In turn, biology has long exploited similar iterative strategies in biochemical synthetic pathways; one this website example is provided by fatty acid biosynthesis [39] (Figure 4). Figure 4 Cascade reaction sequences developed for the synthesis of ‘non-skid-chain like’ polyazamacrocyclic compounds [40] . The synthesis of dendrimers follows
either a divergent or convergent approach Dendrimers can be synthesized by two major approaches. In the divergent approach, used in early periods, the synthesis starts from the core of the dendrimer to which the arms are attached by adding building blocks in an exhaustive and step-wise manner. In the convergent approach, synthesis starts from the exterior, beginning with the molecular structure that ultimately becomes the outermost arm of the final dendrimer. In this strategy, the final generation number is pre-determined, necessitating
the synthesis of branches of a variety of requisite sizes beforehand for each generation [41] (Figure 5). Figure 5 Approaches for the synthesis if dendrimers. (A) Divergent approach: synthesis of radially symmetric polyamidoamine (PAMAM)dendrimers using ammonia as the trivalent core; the generations are added at each synthetic cycle (two steps), leading to an exponential increase in the number of surface functional groups [37]. (B) Convergent approach: synthesis of dendrons or wedges or branches that will become the periphery of AZD1152 chemical structure the dendrimer when coupled to a multivalent core in the last step of the synthesis [13]. Properties of dendrimers When comparing dendrimers with other nanoscale synthetic structures (e.g., traditional polymers, enough buck balls, or carbon nanotubes), these are either highly non-defined or have limited structural diversity.

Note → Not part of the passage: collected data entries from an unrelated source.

use cosmwasm_std::{Coin, Timestamp};

use crate::config::NetworkEntry;

/// One round of contract reads, stored verbatim
#[derive(Debug, Clone, PartialEq)]
pub struct ChainSnapshot {
    pub account_balance: u64,
    pub reveal_time: Timestamp,
    pub max_supply: u64,
    pub total_supply: u64,
    pub cost: Coin,
    pub paused: bool,
    pub whitelisted: bool,
}

impl ChainSnapshot {
    pub fn available_to_mint(&self) -> u64 {
        self.max_supply.saturating_sub(self.total_supply)
    }

    /// Client-side gate only, the contract re-validates every mint
    pub fn mint_allowed(&self) -> bool {
        !self.paused && self.whitelisted
    }
}

/// Everything the UI renders from. Only the owning [`crate::DApp`] mutates it.
#[derive(Debug, Clone, PartialEq)]
pub struct AppState {
    pub account: Option<String>,
    pub contract: Option<String>,
    pub network: Option<NetworkEntry>,
    pub chain: Option<ChainSnapshot>,
    pub is_loading: bool,
    /// A mint submitted from this state is waiting for confirmation
    pub is_waiting: bool,
}

impl Default for AppState {
    fn default() -> Self {
        AppState {
            account: None,
            contract: None,
            network: None,
            chain: None,
            is_loading: true,
            is_waiting: false,
        }
    }
}

impl AppState {
    /// Drop everything read from the chain
    pub fn clear(&mut self) {
        self.account = None;
        self.contract = None;
        self.network = None;
        self.chain = None;
    }
}
use cosmwasm_schema::write_api;

use punks_nft::msg::{ExecuteMsg, InstantiateMsg, MigrateMsg, QueryMsg};

fn main() {
    write_api! {
        instantiate: InstantiateMsg,
        execute: ExecuteMsg,
        query: QueryMsg,
        migrate: MigrateMsg,
    }
}
#[cfg(not(feature = "library"))]
use cosmwasm_std::entry_point;
use cosmwasm_std::{to_binary, Binary, Deps, Env, Order, StdError, StdResult};
use cw721::{ContractInfoResponse, NumTokensResponse, OwnerOfResponse};

use crate::{
    contract::passes_whitelist,
    msg::{ConfigResponse, QueryMsg},
    state::{BALANCES, CONFIG, OWNER, PAUSED, TOKEN_OWNERS, TOTAL_SUPPLY, WALLETS},
};

#[cfg_attr(not(feature = "library"), entry_point)]
pub fn query(deps: Deps, _env: Env, msg: QueryMsg) -> StdResult<Binary> {
    match msg {
        QueryMsg::Name {} => to_binary(&CONFIG.load(deps.storage)?.name),
        QueryMsg::Symbol {} => to_binary(&CONFIG.load(deps.storage)?.symbol),
        QueryMsg::ContractInfo {} => to_binary(&query_contract_info(deps)?),
        QueryMsg::Cost {} => to_binary(&CONFIG.load(deps.storage)?.cost),
        QueryMsg::MaxSupply {} => to_binary(&CONFIG.load(deps.storage)?.max_supply),
        QueryMsg::TotalSupply {} => to_binary(&TOTAL_SUPPLY.load(deps.storage)?),
        QueryMsg::NumTokens {} => to_binary(&NumTokensResponse {
            count: TOTAL_SUPPLY.load(deps.storage)?,
        }),
        QueryMsg::BalanceOf { owner } => to_binary(&query_balance_of(deps, owner)?),
        QueryMsg::OwnerOf { token_id } => to_binary(&query_owner_of(deps, token_id)?),
        QueryMsg::TokenUri { token_id } => to_binary(&query_token_uri(deps, token_id)?),
        QueryMsg::AllowMintingOn {} => to_binary(&CONFIG.load(deps.storage)?.allow_minting_on),
        QueryMsg::Paused {} => to_binary(&PAUSED.load(deps.storage)?),
        QueryMsg::Whitelisted { address } => to_binary(&query_whitelisted(deps, address)?),
        QueryMsg::WalletOfOwner { owner } => to_binary(&query_wallet_of_owner(deps, owner)?),
        QueryMsg::BaseUri {} => to_binary(&CONFIG.load(deps.storage)?.base_uri),
        QueryMsg::Owner {} => to_binary(&OWNER.query_admin(deps)?),
        QueryMsg::Config {} => to_binary(&query_config(deps)?),
    }
}

fn query_contract_info(deps: Deps) -> StdResult<ContractInfoResponse> {
    let config = CONFIG.load(deps.storage)?;
    Ok(ContractInfoResponse {
        name: config.name,
        symbol: config.symbol,
    })
}

pub fn query_balance_of(deps: Deps, owner: String) -> StdResult<u64> {
    let owner = deps.api.addr_validate(&owner)?;
    Ok(BALANCES.may_load(deps.storage, &owner)?.unwrap_or_default())
}

pub fn query_owner_of(deps: Deps, token_id: u64) -> StdResult<OwnerOfResponse> {
    let owner = TOKEN_OWNERS
        .may_load(deps.storage, token_id)?
        .ok_or_else(|| StdError::not_found(format!("token {}", token_id)))?;
    Ok(OwnerOfResponse {
        owner: owner.to_string(),
        approvals: vec![],
    })
}

pub fn query_token_uri(deps: Deps, token_id: u64) -> StdResult<String> {
    if !TOKEN_OWNERS.has(deps.storage, token_id) {
        return Err(StdError::generic_err(format!(
            "URI query for nonexistent token {}",
            token_id
        )));
    }
    let config = CONFIG.load(deps.storage)?;
    Ok(config.token_uri(token_id))
}

pub fn query_whitelisted(deps: Deps, address: String) -> StdResult<bool> {
    let addr = deps.api.addr_validate(&address)?;
    let config = CONFIG.load(deps.storage)?;
    Ok(passes_whitelist(deps, &config, &addr))
}

pub fn query_wallet_of_owner(deps: Deps, owner: String) -> StdResult<Vec<u64>> {
    let owner = deps.api.addr_validate(&owner)?;
    WALLETS
        .prefix(&owner)
        .keys(deps.storage, None, None, Order::Ascending)
        .collect()
}

fn query_config(deps: Deps) -> StdResult<ConfigResponse> {
    Ok(ConfigResponse {
        config: CONFIG.load(deps.storage)?,
        paused: PAUSED.load(deps.storage)?,
        total_supply: TOTAL_SUPPLY.load(deps.storage)?,
    })
}
pub mod app;
pub mod config;
pub mod deploy;
pub mod loader;
pub mod local_chain;
pub mod mint;
pub mod nft;
pub mod provider;
pub mod state;
pub mod view;

pub use crate::app::DApp;
pub use crate::config::NetworkConfig;
pub use crate::state::{AppState, ChainSnapshot};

Pharmacokinetic properties Pharmacokinetic properties are one of the most significant aspects that need to be considered for the successful biomedical application of dendrimers, for instance, drug delivery, imaging, photodynamic therapy, and neutron capture therapy. The diversity of potential applications of dendrimers in medicine results
in increasing interest in this area. For example, there are several modifications of dendrimers’ peripheral groups which enable to obtain antibody-dendrimer, peptide-dendrimer conjugates or dendritic boxes that encapsulate guest molecules [42]. Covalent conjugation strategies The strategy of coupling small molecules to polymeric scaffolds by covalent Trichostatin A nmr linkages to improve their pharmacological properties has been under experimental test for over three decades [43–46]. In most cases, however, the conjugated dendritic assembly functions as ‘pro-drug’ where, upon internalization into the target cell, the conjugate must be liberated to activate the drug (Figure 6). Figure 6 Requirements for dendrimer-based, cancer-targeted drug delivery.